Stored data:
== Segment start ==
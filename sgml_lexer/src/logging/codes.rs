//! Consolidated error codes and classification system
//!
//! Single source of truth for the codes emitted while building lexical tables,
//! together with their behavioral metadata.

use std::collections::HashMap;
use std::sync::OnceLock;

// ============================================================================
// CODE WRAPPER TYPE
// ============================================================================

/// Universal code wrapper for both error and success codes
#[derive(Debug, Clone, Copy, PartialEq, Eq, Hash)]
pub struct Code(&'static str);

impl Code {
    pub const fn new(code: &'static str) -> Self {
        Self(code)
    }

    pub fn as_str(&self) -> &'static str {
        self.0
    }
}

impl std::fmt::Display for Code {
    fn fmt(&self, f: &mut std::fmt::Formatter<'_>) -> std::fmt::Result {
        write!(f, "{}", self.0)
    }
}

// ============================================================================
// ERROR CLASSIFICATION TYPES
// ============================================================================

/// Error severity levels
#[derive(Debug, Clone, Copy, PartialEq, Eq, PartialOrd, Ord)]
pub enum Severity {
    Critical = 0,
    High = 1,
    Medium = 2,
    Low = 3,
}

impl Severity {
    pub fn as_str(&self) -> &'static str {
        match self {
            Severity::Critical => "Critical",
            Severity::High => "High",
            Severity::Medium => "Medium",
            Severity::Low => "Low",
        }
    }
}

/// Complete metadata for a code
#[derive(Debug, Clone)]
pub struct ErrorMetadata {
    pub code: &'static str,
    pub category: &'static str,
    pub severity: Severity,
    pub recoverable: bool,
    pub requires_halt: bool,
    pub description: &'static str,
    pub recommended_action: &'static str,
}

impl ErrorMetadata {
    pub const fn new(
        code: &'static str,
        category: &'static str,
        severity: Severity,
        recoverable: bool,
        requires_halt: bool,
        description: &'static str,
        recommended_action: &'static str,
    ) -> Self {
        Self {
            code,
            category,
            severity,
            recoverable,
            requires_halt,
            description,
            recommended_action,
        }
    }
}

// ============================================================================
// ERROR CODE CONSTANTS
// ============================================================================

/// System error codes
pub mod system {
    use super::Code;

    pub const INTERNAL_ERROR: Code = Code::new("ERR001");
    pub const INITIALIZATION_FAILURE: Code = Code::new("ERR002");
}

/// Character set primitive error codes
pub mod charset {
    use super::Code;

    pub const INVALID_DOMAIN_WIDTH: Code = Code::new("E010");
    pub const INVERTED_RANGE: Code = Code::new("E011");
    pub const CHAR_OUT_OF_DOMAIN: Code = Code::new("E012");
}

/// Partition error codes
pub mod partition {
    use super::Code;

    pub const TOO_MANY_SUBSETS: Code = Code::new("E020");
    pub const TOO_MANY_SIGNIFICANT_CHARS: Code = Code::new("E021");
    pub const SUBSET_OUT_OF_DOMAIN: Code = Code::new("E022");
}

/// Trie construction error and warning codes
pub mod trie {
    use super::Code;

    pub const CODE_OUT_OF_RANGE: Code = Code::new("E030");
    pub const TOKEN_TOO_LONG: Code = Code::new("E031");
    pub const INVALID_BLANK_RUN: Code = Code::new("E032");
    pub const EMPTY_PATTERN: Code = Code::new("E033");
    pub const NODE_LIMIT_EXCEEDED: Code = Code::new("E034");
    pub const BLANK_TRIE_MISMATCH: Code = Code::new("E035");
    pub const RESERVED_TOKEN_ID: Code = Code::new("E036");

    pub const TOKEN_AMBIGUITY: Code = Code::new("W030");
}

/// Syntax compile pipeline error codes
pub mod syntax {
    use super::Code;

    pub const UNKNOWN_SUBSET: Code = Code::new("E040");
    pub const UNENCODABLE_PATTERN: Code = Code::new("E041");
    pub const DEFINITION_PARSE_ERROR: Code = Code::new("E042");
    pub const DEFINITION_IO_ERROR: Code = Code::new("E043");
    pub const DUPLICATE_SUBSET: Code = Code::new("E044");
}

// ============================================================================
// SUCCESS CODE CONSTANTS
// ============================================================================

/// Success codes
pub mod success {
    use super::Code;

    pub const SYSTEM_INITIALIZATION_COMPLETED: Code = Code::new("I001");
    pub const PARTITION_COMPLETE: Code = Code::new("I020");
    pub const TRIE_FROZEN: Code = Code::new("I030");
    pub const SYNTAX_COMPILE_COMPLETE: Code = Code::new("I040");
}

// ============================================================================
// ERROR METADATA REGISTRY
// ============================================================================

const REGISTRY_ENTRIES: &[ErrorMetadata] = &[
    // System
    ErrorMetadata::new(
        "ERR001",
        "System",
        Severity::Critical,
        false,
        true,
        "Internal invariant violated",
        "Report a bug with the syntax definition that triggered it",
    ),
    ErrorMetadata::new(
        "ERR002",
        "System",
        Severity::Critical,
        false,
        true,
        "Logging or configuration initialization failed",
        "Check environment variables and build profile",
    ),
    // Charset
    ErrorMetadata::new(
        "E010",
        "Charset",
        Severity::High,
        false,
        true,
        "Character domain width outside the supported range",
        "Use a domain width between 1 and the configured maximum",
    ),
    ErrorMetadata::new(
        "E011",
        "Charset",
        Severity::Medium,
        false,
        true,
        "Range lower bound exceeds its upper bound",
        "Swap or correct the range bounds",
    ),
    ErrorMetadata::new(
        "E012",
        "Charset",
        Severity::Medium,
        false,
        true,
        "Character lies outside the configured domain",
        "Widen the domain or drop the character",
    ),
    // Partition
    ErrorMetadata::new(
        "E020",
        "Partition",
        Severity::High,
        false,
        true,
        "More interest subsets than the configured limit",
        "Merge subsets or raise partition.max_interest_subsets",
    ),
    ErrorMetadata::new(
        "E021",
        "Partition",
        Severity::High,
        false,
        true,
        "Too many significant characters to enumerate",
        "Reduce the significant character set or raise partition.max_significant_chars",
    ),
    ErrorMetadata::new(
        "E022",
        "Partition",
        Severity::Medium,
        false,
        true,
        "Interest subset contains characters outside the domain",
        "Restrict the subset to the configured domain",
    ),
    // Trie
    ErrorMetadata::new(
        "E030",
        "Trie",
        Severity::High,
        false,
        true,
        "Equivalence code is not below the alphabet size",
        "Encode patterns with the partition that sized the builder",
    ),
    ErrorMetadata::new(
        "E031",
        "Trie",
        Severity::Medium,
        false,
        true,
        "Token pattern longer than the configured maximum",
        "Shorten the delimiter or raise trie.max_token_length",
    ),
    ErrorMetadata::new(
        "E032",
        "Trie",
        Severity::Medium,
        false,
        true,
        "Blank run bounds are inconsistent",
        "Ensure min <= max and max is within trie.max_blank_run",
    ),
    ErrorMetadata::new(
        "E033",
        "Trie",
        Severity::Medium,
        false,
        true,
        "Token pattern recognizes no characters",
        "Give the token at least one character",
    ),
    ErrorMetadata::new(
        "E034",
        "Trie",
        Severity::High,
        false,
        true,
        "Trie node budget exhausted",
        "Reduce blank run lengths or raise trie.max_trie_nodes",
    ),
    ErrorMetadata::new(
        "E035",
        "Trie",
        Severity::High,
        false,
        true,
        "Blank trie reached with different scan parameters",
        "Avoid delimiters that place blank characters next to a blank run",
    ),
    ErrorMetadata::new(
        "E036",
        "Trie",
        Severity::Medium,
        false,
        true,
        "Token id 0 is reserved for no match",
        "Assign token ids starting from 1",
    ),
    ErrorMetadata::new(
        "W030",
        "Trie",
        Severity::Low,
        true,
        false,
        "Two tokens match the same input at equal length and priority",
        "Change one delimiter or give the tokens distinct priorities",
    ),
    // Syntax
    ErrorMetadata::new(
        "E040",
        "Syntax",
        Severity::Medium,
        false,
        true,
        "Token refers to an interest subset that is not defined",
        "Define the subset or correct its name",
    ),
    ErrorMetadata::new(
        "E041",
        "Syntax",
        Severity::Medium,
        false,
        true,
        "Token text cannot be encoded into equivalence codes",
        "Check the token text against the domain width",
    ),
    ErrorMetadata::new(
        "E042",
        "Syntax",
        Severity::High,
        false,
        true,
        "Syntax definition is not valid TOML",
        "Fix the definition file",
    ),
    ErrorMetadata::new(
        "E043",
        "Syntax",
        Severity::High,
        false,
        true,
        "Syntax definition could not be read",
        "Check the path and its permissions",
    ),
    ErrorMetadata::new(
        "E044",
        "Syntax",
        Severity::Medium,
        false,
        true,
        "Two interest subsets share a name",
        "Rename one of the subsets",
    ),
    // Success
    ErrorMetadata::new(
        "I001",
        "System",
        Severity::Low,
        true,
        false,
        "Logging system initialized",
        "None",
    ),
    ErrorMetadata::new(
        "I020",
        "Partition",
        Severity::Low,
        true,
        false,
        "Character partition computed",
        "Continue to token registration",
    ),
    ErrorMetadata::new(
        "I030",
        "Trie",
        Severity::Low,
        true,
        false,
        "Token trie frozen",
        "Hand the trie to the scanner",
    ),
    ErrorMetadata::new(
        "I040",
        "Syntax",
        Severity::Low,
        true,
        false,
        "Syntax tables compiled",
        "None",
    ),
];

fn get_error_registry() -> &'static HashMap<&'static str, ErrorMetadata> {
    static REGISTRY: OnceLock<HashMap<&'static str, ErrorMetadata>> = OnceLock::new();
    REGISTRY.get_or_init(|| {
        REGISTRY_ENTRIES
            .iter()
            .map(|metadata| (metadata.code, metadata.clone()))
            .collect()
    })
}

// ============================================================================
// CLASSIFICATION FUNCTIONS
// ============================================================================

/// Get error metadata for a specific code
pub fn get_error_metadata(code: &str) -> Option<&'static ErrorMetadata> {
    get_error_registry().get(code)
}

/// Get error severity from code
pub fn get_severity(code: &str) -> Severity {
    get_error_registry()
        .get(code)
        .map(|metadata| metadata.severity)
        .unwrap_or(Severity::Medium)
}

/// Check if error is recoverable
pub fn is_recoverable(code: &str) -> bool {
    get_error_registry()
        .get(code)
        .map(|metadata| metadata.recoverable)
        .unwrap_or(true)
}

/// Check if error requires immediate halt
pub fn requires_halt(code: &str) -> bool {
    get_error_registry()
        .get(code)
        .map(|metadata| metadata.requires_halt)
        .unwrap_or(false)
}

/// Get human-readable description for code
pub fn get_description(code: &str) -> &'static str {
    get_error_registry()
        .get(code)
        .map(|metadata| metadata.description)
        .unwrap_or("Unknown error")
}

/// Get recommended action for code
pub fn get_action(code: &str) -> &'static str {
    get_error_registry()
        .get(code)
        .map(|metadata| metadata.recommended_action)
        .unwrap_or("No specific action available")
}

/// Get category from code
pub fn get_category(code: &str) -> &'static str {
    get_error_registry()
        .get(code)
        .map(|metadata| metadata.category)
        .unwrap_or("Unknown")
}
== Segment end ==
== Segment start ==
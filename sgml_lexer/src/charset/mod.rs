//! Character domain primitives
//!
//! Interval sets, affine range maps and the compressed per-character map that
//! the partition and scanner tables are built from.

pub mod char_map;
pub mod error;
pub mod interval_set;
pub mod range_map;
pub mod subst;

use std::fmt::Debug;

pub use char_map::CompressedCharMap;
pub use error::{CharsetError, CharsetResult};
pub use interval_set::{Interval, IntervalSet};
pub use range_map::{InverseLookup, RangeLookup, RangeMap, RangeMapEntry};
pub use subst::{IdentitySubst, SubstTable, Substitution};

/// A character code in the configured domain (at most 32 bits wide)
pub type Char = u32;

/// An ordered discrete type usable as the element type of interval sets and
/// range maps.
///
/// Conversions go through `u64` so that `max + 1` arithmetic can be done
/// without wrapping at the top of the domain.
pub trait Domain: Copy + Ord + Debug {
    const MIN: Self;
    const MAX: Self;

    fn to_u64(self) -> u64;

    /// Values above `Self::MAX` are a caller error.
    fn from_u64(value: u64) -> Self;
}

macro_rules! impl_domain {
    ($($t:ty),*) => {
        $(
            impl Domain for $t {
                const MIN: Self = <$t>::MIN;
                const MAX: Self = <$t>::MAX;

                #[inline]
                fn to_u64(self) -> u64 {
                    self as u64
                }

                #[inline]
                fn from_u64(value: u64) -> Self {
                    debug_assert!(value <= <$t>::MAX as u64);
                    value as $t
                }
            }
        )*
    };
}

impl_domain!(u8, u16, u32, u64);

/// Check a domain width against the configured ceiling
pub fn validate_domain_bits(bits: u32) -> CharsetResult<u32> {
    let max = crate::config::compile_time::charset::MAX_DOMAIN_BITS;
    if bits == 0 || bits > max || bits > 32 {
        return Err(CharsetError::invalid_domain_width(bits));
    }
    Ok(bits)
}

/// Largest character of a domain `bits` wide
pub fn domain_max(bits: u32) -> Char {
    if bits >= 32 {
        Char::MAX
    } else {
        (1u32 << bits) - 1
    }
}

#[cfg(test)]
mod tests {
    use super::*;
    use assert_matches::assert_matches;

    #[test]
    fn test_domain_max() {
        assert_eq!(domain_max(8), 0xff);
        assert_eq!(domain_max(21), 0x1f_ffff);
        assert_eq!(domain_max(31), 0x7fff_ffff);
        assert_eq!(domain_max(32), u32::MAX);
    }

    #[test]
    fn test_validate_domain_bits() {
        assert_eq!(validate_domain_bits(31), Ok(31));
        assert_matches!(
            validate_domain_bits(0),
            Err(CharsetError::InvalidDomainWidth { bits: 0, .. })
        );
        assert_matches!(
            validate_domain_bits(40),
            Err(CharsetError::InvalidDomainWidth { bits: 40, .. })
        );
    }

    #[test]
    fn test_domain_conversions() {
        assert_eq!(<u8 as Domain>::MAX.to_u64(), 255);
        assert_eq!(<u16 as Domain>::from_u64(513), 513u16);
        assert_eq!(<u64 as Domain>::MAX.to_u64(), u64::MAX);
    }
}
== Segment end ==
WHAT TO PRODUCE
Look above for the line with "const MIN: Self;" and the line with "the configured ceiling". Retype those two lines and every line between them exactly, adding nothing.

PROBLEM SOLUTION
    const MIN: Self;
    const MAX: Self;

    fn to_u64(self) -> u64;

    /// Values above `Self::MAX` are a caller error.
    fn from_u64(value: u64) -> Self;
}

macro_rules! impl_domain {
    ($($t:ty),*) => {
        $(
            impl Domain for $t {
                const MIN: Self = <$t>::MIN;
                const MAX: Self = <$t>::MAX;

                #[inline]
                fn to_u64(self) -> u64 {
                    self as u64
                }

                #[inline]
                fn from_u64(value: u64) -> Self {
                    debug_assert!(value <= <$t>::MAX as u64);
                    value as $t
                }
            }
        )*
    };
}

impl_domain!(u8, u16, u32, u64);

/// Check a domain width against the configured ceiling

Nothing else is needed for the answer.